The first half/side A is particularly strong, and `The Watchers' is a suitably announcing opener with fizzy electronics and the first use of a stirring main synth melody that will pop up elsewhere in the disc, sounding reliably like the Jarre albums of the Seventies. The twinkling electronica of `Flying Totems' teems with life with a victorious and dramatic theme, and the moody `Robots Don't Cry', one of the strongest moments of the disc, is a slinking head-nodding electronic brood with seductively clipping programming bringing a buoyant energy, and scratchy Mellotron and ringing electric piano motifs rise up out of its lush ambient caresses. `All That You Leave Behind' is an uneasy ambient interlude with tolling bells that lurches into a spacey heavy grind, but the brief `If The Wind Could Speak' wraps the first half with glitching synth-pop and slightly kitsch female voice samples flitting in and out.

However, the flip-side's `Infinity' is going to be the breaking point for some listeners! The catchy dance piece, all inane wordless vocal samples and clichéd repeating synth theme is probably the closest the artist has come to delivering something as obnoxiously cheesy and lightweight as a `Summer Dance Anthem', but while the track is not really surprising considering Jarre's diversity and desire to keep one foot in the door of commercial relevance and modern dance music culture, it's still a little grating (although some will probably appreciate its uplifting positivity).
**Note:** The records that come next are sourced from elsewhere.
#[derive(Debug, Clone, Copy, PartialEq, Eq)]
enum Lifecycle {
    Fresh,
    Running,
    Stopped,
    Terminated,
}

struct Shared {
    state: Mutex<Lifecycle>,
    holder: DeviceHolder,
    context: Arc<SubscribeContext>,
    loader: Mutex<Option<DeviceLoader>>,
    http: Arc<dyn HttpClient>,
    icon_filter: Arc<dyn IconFilter>,
    ssdp_filter: Arc<dyn SsdpMessageFilter>,
    discovery_listeners: ListenerSet<dyn DiscoveryListener>,
    event_listeners: ListenerSet<dyn EventListener>,
    multicast_listeners: ListenerSet<dyn MulticastEventListener>,
    subscription_listeners: ListenerSet<dyn SubscriptionListener>,
    executor: CallbackExecutor,
}

impl Shared {
    fn state(&self) -> Lifecycle {
        *self.state.lock().unwrap()
    }

    /// Route one validated SSDP message.
    fn on_receive_ssdp(self: &Arc<Self>, message: SsdpMessage) {
        let uuid = message.uuid().to_string();
        if uuid.is_empty() {
            debug!("Ignoring SSDP message without a usable USN");
            return;
        }

        let alive = if message.is_response() {
            true
        } else {
            match message.nts() {
                Nts::Alive | Nts::Update => true,
                Nts::ByeBye => false,
                Nts::Unknown => {
                    debug!(uuid = uuid.as_str(), "Ignoring NOTIFY with unknown NTS");
                    return;
                }
            }
        };

        if !alive {
            if let Some(loader) = &*self.loader.lock().unwrap() {
                loader.remove(&uuid);
            }
            if let Some(device) = self.holder.remove(&uuid) {
                self.lost_device(device);
            }
            return;
        }

        if let Some(device) = self.holder.get(&uuid) {
            // Known device: refresh the announcement and expiry only.
            device.update_ssdp_message(message);
            self.holder.touch();
            return;
        }

        // The filter gates loader admission only.
        if !self.ssdp_filter.accept(&message) {
            debug!(uuid = uuid.as_str(), "SSDP message rejected by filter");
            return;
        }
        if let Some(loader) = &*self.loader.lock().unwrap() {
            loader.accept(message);
        }
    }

    /// Publish a freshly loaded device.
    fn discover_device(self: &Arc<Self>, device: Device) {
        info!(
            udn = device.udn(),
            name = device.friendly_name(),
            "Device discovered"
        );
        self.holder.add(device.clone());
        let listeners = self.discovery_listeners.snapshot();
        self.executor.submit(Box::new(move || {
            for listener in listeners {
                listener.on_discover(&device);
            }
        }));
    }

    /// A device left the registry: unsubscribe its services and notify.
    fn lost_device(self: &Arc<Self>, device: Device) {
        info!(
            udn = device.udn(),
            name = device.friendly_name(),
            "Device lost"
        );
        for service in device.all_services() {
            if service.subscription_id().is_none() {
                continue;
            }
            if let Err(err) = service.unsubscribe() {
                debug!(
                    service = service.service_id(),
                    error = %err,
                    "Best-effort unsubscribe failed"
                );
                self.context.holder.remove(&service);
                service.expired();
            }
        }
        let listeners = self.discovery_listeners.snapshot();
        self.executor.submit(Box::new(move || {
            for listener in listeners {
                listener.on_lost(&device);
            }
        }));
    }

    fn subscription_expired(self: &Arc<Self>, service: Service) {
        let listeners = self.subscription_listeners.snapshot();
        self.executor.submit(Box::new(move || {
            for listener in listeners {
                listener.on_expired(&service);
            }
        }));
    }

    fn multicast_event(
        self: &Arc<Self>,
        uuid: String,
        svcid: String,
        lvl: String,
        seq: u64,
        properties: Vec<(String, String)>,
    ) {
        let listeners = self.multicast_listeners.snapshot();
        self.executor.submit(Box::new(move || {
            for listener in listeners {
                listener.on_event(&uuid, &svcid, &lvl, seq, &properties);
            }
        }));
    }
}

impl EventMessageListener for Shared {
    fn on_event_received(&self, sid: &str, seq: u64, properties: Vec<(String, String)>) -> bool {
        let Some(service) = self.context.holder.get(sid) else {
            return false;
        };
        for (name, value) in properties {
            let evented = service
                .find_state_variable(&name)
                .map(|v| v.send_events())
                .unwrap_or(false);
            if !evented {
                // Unknown or non-evented variables are dropped silently.
                debug!(
                    service = service.service_id(),
                    variable = name.as_str(),
                    "Dropping event for unknown variable"
                );
                continue;
            }
            let listeners = self.event_listeners.snapshot();
            let service = service.clone();
            self.executor.submit(Box::new(move || {
                for listener in listeners {
                    listener.on_notify_event(&service, seq, &name, &value);
                }
            }));
        }
        true
    }
}

/// Configuration builder for [`ControlPoint`].
pub struct ControlPointBuilder {
    interfaces: Option<Vec<InterfaceAddress>>,
    protocol: Protocol,
    notify_segment_check: bool,
    icon_filter: Arc<dyn IconFilter>,
    ssdp_filter: Arc<dyn SsdpMessageFilter>,
    http_client: Option<Arc<dyn HttpClient>>,
}

impl ControlPointBuilder {
    pub fn new() -> Self {
        Self {
            interfaces: None,
            protocol: Protocol::DualStack,
            notify_segment_check: false,
            icon_filter: Arc::new(NoIconFilter),
            ssdp_filter: Arc::new(AcceptAllFilter),
            http_client: None,
        }
    }

    /// Bind these interface addresses instead of enumerating the system.
    pub fn interfaces(mut self, interfaces: Vec<InterfaceAddress>) -> Self {
        self.interfaces = Some(interfaces);
        self
    }

    pub fn protocol(mut self, protocol: Protocol) -> Self {
        self.protocol = protocol;
        self
    }

    /// Drop NOTIFY messages whose source lies outside the interface prefix
    /// (IPv4 only).
    pub fn notify_segment_check(mut self, enabled: bool) -> Self {
        self.notify_segment_check = enabled;
        self
    }

    pub fn icon_filter(mut self, filter: Arc<dyn IconFilter>) -> Self {
        self.icon_filter = filter;
        self
    }

    pub fn ssdp_message_filter(mut self, filter: Arc<dyn SsdpMessageFilter>) -> Self {
        self.ssdp_filter = filter;
        self
    }

    pub fn http_client(mut self, client: Arc<dyn HttpClient>) -> Self {
        self.http_client = Some(client);
        self
    }

    pub fn build(self) -> Result<ControlPoint, ControlPointError> {
        let mut interfaces = match self.interfaces {
            Some(interfaces) => interfaces,
            None => interface_addresses()?,
        };
        interfaces.retain(|i| self.protocol.admits(&i.address));
        // SSDP over IPv6 is scoped to the link; global addresses would bind
        // but never see group traffic.
        interfaces.retain(|i| match i.address {
            IpAddr::V4(_) => true,
            IpAddr::V6(v6) => (v6.segments()[0] & 0xffc0) == 0xfe80,
        });

        let http: Arc<dyn HttpClient> = match self.http_client {
            Some(client) => client,
            None => Arc::new(UreqClient::new()),
        };

        let shared = Arc::new(Shared {
            state: Mutex::new(Lifecycle::Fresh),
            holder: DeviceHolder::new(),
            context: SubscribeContext::new(Arc::clone(&http)),
            loader: Mutex::new(None),
            http,
            icon_filter: self.icon_filter,
            ssdp_filter: self.ssdp_filter,
            discovery_listeners: ListenerSet::new(),
            event_listeners: ListenerSet::new(),
            multicast_listeners: ListenerSet::new(),
            subscription_listeners: ListenerSet::new(),
            executor: CallbackExecutor::new(),
        });

        Ok(ControlPoint {
            shared,
            interfaces,
            notify_segment_check: self.notify_segment_check,
            notify_receivers: Vec::new(),
            search_servers: Vec::new(),
            multicast_receivers: Vec::new(),
            event_receiver: None,
        })
    }
}

impl Default for ControlPointBuilder {
    fn default() -> Self {
        Self::new()
    }
}

/// The UPnP ControlPoint: discovers devices, loads their descriptions and
/// manages event subscriptions.
pub struct ControlPoint {
    shared: Arc<Shared>,
    interfaces: Vec<InterfaceAddress>,
    notify_segment_check: bool,
    notify_receivers: Vec<SsdpNotifyReceiver>,
    search_servers: Vec<SsdpSearchServer>,
    multicast_receivers: Vec<MulticastEventReceiver>,
    event_receiver: Option<EventReceiver>,
}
Thankfully the disc fully recovers with `Machines Are Learning', a mix of darting sequencer programming and whirring cut-up robotic voices, the superb `The Opening' has a confident and defiant recurring dramatic theme over pulsing beats (lovely ambient outro as well) and `Don't Look Back' elegantly weaves cello-like samples over glistening electronic trickles. The unhurried seven minute closing title-track `Equinoxe Infinity' is unexpectedly subtle and subdued, reprising earlier musical themes and revealing slowly unfolding ambient passages of Tangerine Dream-modelled deep-space atmospheres and fusing them with a Vangelis-flavoured cinematic soundtrack-like sophistication.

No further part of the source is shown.